The case is special enough for the court to include it in its weekly newsletter. Reason enough for us to bring it to your attention as well. What happened?
A Dutch art dealer bought eleven drawings for over € 40,000 at an auction in Paris in March 2018. Then he did not pay for them. In December 2018, he was ordered by a French court to pay the auction house for the drawings and legal costs. In January 2020, the buyer paid for the drawings, but this had required a reminder from Russell Advocaten. To secure payment, we were also forced to seize assets of the buyer.
The art dealer refused to pay the invoice for the storage, which by then amounted to almost € 20,000. Going to court was thus inevitable. The buyer tried in different ways to delay the proceedings, but in the end the court was able to give a verdict. What did it say?
The art dealer argued that he had not been informed of the storage costs he would have to pay. He had therefore not accepted them either. Therefore, according to him, these costs were not part of the purchase agreement with the auction house. However, the auctioneer was able to prove that this was not the case. In their general terms and conditions it is explicitly mentioned, also in English, that storage costs are charged if the buyer does not pay on time. During the auction, their storage costs were even explicitly pointed out. In addition, they can be consulted on the auction house’s website. Therefore, it was clear for the court that storage costs had to be paid.

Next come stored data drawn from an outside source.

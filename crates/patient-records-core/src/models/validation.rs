//! Field-level validation rules and error reporting.
//!
//! Every field is checked independently; for a single field the first
//! failing rule wins. The resulting [`ValidationError`] lists all failing
//! fields in declaration order, with cross-field rules last.

use regex::Regex;
use serde::{Deserialize, Serialize};
use serde_json::{Map, Value};
use std::fmt;
use std::sync::OnceLock;
use thiserror::Error;

/// Minimum name length in characters.
pub const NAME_MIN_CHARS: usize = 2;
/// Maximum name length in characters.
pub const NAME_MAX_CHARS: usize = 50;
/// Maximum number of listed allergies.
pub const MAX_ALLERGIES: usize = 10;
/// Exclusive upper bound for height in centimetres.
pub const MAX_HEIGHT_CM: f64 = 300.0;
/// Exclusive upper bound for weight in kilograms.
pub const MAX_WEIGHT_KG: f64 = 1000.0;
/// Patients older than this need an emergency contact.
pub const EMERGENCY_CONTACT_AGE: f64 = 60.0;
/// Key that must be present in `contact` above [`EMERGENCY_CONTACT_AGE`].
pub const EMERGENCY_CONTACT_KEY: &str = "emergency";
/// Email domains accepted by the strict variant.
pub const STRICT_EMAIL_DOMAINS: [&str; 3] = ["gmail.com", "yahoo.com", "hotmail.com"];

/// A single rule violation.
#[derive(Debug, Clone, PartialEq, Eq, Serialize, Deserialize)]
pub struct FieldViolation {
    pub field: String,
    pub reason: String,
}

impl fmt::Display for FieldViolation {
    fn fmt(&self, f: &mut fmt::Formatter<'_>) -> fmt::Result {
        write!(f, "{}: {}", self.field, self.reason)
    }
}

/// A patient record failed validation.
#[derive(Error, Debug, Clone, PartialEq)]
#[error("invalid patient record: {}", join_violations(.violations))]
pub struct ValidationError {
    violations: Vec<FieldViolation>,
}

fn join_violations(violations: &[FieldViolation]) -> String {
    violations
        .iter()
        .map(ToString::to_string)
        .collect::<Vec<_>>()
        .join("; ")
}

impl ValidationError {
    /// Error with exactly one violation.
    pub fn single(field: impl Into<String>, reason: impl Into<String>) -> Self {
        Self {
            violations: vec![FieldViolation {
                field: field.into(),
                reason: reason.into(),
            }],
        }
    }

    pub fn violations(&self) -> &[FieldViolation] {
        &self.violations
    }

    /// Reason recorded for `field`, if it failed.
    pub fn reason_for(&self, field: &str) -> Option<&str> {
        self.violations
            .iter()
            .find(|v| v.field == field)
            .map(|v| v.reason.as_str())
    }

    pub fn has_field(&self, field: &str) -> bool {
        self.reason_for(field).is_some()
    }
}

/// Which rule set a deployment validates against.
#[derive(Debug, Clone, Copy, Default, PartialEq, Eq, Serialize, Deserialize)]
#[serde(rename_all = "lowercase")]
pub enum SchemaVariant {
    /// Age below 100, email restricted to [`STRICT_EMAIL_DOMAINS`].
    Strict,
    /// Age below 120, any well-formed email.
    #[default]
    Api,
}

impl std::str::FromStr for SchemaVariant {
    type Err = String;

    fn from_str(s: &str) -> Result<Self, Self::Err> {
        match s.to_ascii_lowercase().as_str() {
            "strict" => Ok(SchemaVariant::Strict),
            "api" => Ok(SchemaVariant::Api),
            other => Err(format!("unknown schema variant '{}' (expected strict or api)", other)),
        }
    }
}

/// Bounds that differ between variants.
#[derive(Debug, Clone, PartialEq)]
pub struct SchemaRules {
    pub variant: SchemaVariant,
    /// Exclusive upper bound for age.
    pub max_age: u32,
    /// `None` accepts any domain.
    pub allowed_email_domains: Option<Vec<String>>,
}

impl SchemaRules {
    pub fn for_variant(variant: SchemaVariant) -> Self {
        match variant {
            SchemaVariant::Strict => Self {
                variant,
                max_age: 100,
                allowed_email_domains: Some(
                    STRICT_EMAIL_DOMAINS.iter().map(|d| d.to_string()).collect(),
                ),
            },
            SchemaVariant::Api => Self {
                variant,
                max_age: 120,
                allowed_email_domains: None,
            },
        }
    }

    pub fn strict() -> Self {
        Self::for_variant(SchemaVariant::Strict)
    }

    pub fn api() -> Self {
        Self::for_variant(SchemaVariant::Api)
    }

    fn is_domain_allowed(&self, domain: &str) -> bool {
        match &self.allowed_email_domains {
            None => true,
            Some(domains) => domains.iter().any(|d| d.eq_ignore_ascii_case(domain)),
        }
    }
}

impl Default for SchemaRules {
    fn default() -> Self {
        Self::for_variant(SchemaVariant::default())
    }
}

fn email_pattern() -> &'static Regex {
    static PATTERN: OnceLock<Regex> = OnceLock::new();
    PATTERN.get_or_init(|| {
        Regex::new(r"^[A-Za-z0-9._%+-]+@[A-Za-z0-9.-]+\.[A-Za-z]{2,}$").expect("email pattern")
    })
}

fn url_pattern() -> &'static Regex {
    static PATTERN: OnceLock<Regex> = OnceLock::new();
    PATTERN.get_or_init(|| {
        Regex::new(r"^[A-Za-z][A-Za-z0-9+.-]*://[^\s/?#@]+(:[0-9]+)?([/?#]\S*)?$")
            .expect("url pattern")
    })
}

/// Collects violations while a record is being read field by field.
///
/// Each reader returns `Some(value)` on success and records the reason
/// otherwise, so callers can keep going and report every failing field.
#[derive(Debug)]
pub(crate) struct FieldReader<'a> {
    raw: &'a Map<String, Value>,
    violations: Vec<FieldViolation>,
}

pub(crate) type Check<T> = Result<T, String>;

impl<'a> FieldReader<'a> {
    pub(crate) fn new(raw: &'a Map<String, Value>) -> Self {
        Self {
            raw,
            violations: Vec::new(),
        }
    }

    pub(crate) fn fail(&mut self, field: &str, reason: impl Into<String>) {
        self.violations.push(FieldViolation {
            field: field.to_string(),
            reason: reason.into(),
        });
    }

    /// Record the outcome of a check under `field`.
    pub(crate) fn check<T>(&mut self, field: &str, result: Check<T>) -> Option<T> {
        match result {
            Ok(value) => Some(value),
            Err(reason) => {
                self.fail(field, reason);
                None
            }
        }
    }

    /// Raw value of `field`, with `null` treated as absent.
    pub(crate) fn value(&self, field: &str) -> Option<&'a Value> {
        self.raw.get(field).filter(|v| !v.is_null())
    }

    pub(crate) fn required<T>(
        &mut self,
        field: &str,
        parse: impl FnOnce(&'a Value) -> Check<T>,
    ) -> Option<T> {
        let result = match self.value(field) {
            Some(value) => parse(value),
            None => Err("field required".to_string()),
        };
        self.check(field, result)
    }

    /// Optional field; `Some(None)` means absent or null.
    pub(crate) fn optional<T>(
        &mut self,
        field: &str,
        parse: impl FnOnce(&'a Value) -> Check<T>,
    ) -> Option<Option<T>> {
        match self.value(field) {
            None => Some(None),
            Some(value) => {
                let result = parse(value).map(Some);
                self.check(field, result)
            }
        }
    }

    pub(crate) fn is_clean(&self) -> bool {
        self.violations.is_empty()
    }

    pub(crate) fn into_error(self) -> ValidationError {
        ValidationError {
            violations: self.violations,
        }
    }
}

pub(crate) fn as_string(value: &Value) -> Check<String> {
    value
        .as_str()
        .map(str::to_string)
        .ok_or_else(|| "expected a string".to_string())
}

pub(crate) fn as_integer(value: &Value) -> Check<i64> {
    if let Some(n) = value.as_i64() {
        return Ok(n);
    }
    match value.as_f64() {
        Some(f) if f.fract() == 0.0 && f.abs() < i64::MAX as f64 => Ok(f as i64),
        _ => Err("expected an integer".to_string()),
    }
}

pub(crate) fn as_number(value: &Value) -> Check<f64> {
    value
        .as_f64()
        .ok_or_else(|| "expected a number".to_string())
}

pub(crate) fn as_bool(value: &Value) -> Check<bool> {
    value
        .as_bool()
        .ok_or_else(|| "expected a boolean".to_string())
}

pub(crate) fn as_string_list(value: &Value) -> Check<Vec<String>> {
    let items = value
        .as_array()
        .ok_or_else(|| "expected a list of strings".to_string())?;
    items
        .iter()
        .map(|item| {
            item.as_str()
                .map(str::to_string)
                .ok_or_else(|| "expected a list of strings".to_string())
        })
        .collect()
}

pub(crate) fn non_empty(value: String) -> Check<String> {
    if value.trim().is_empty() {
        Err("must not be empty".to_string())
    } else {
        Ok(value)
    }
}

pub(crate) fn char_length(value: String, min: usize, max: usize) -> Check<String> {
    let len = value.chars().count();
    if len < min || len > max {
        Err(format!("length must be between {} and {} characters", min, max))
    } else {
        Ok(value)
    }
}

/// Exclusive bounds on both ends.
pub(crate) fn within(value: f64, lower: f64, upper: f64) -> Check<f64> {
    if value <= lower {
        Err(format!("must be greater than {}", lower))
    } else if value >= upper {
        Err(format!("must be less than {}", upper))
    } else {
        Ok(value)
    }
}

pub(crate) fn email(value: String, rules: &SchemaRules) -> Check<String> {
    if !email_pattern().is_match(&value) {
        return Err("invalid email address".to_string());
    }
    let domain = value.split('@').nth(1).unwrap_or_default();
    if !rules.is_domain_allowed(domain) {
        return Err("unsupported domain".to_string());
    }
    Ok(value)
}

pub(crate) fn absolute_url(value: String) -> Check<String> {
    if url_pattern().is_match(&value) {
        Ok(value)
    } else {
        Err("invalid URL".to_string())
    }
}

pub(crate) fn max_items<T>(items: Vec<T>, max: usize) -> Check<Vec<T>> {
    if items.len() > max {
        Err(format!("at most {} items allowed", max))
    } else {
        Ok(items)
    }
}

/// Older patients must list an emergency contact.
///
/// Runs against the raw input: a missing or malformed `contact` counts as
/// an empty mapping, and a non-numeric age never triggers the rule.
pub(crate) fn emergency_contact_satisfied(raw: &Map<String, Value>) -> bool {
    let age = raw.get("age").and_then(Value::as_f64).unwrap_or(0.0);
    if age <= EMERGENCY_CONTACT_AGE {
        return true;
    }
    raw.get("contact")
        .and_then(Value::as_object)
        .is_some_and(|contact| contact.contains_key(EMERGENCY_CONTACT_KEY))
}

But did the storage costs have to be so high as the auctioneer claimed? The costs had to be paid per lot. According to the buyer, the drawings fitted in one folder and were therefore one lot. According to our client, they were eleven lots. He was proven right by the court. The storage costs vary according to the size of the lot. So the size was already taken into account. The buyer therefore had to pay per drawing. That amounted to a total of over € 30,000. And that the costs had risen so high was due to his late payment.
However, this was not yet the end of the story for that particular buyer. A similar case involving another client of our firm ran at the same time as these proceedings. In this case, he was also ordered to pay over € 40,000 for an unpaid work of art, storage costs, seizure costs, collection costs and litigation costs. All in all, a satisfying result for our clients.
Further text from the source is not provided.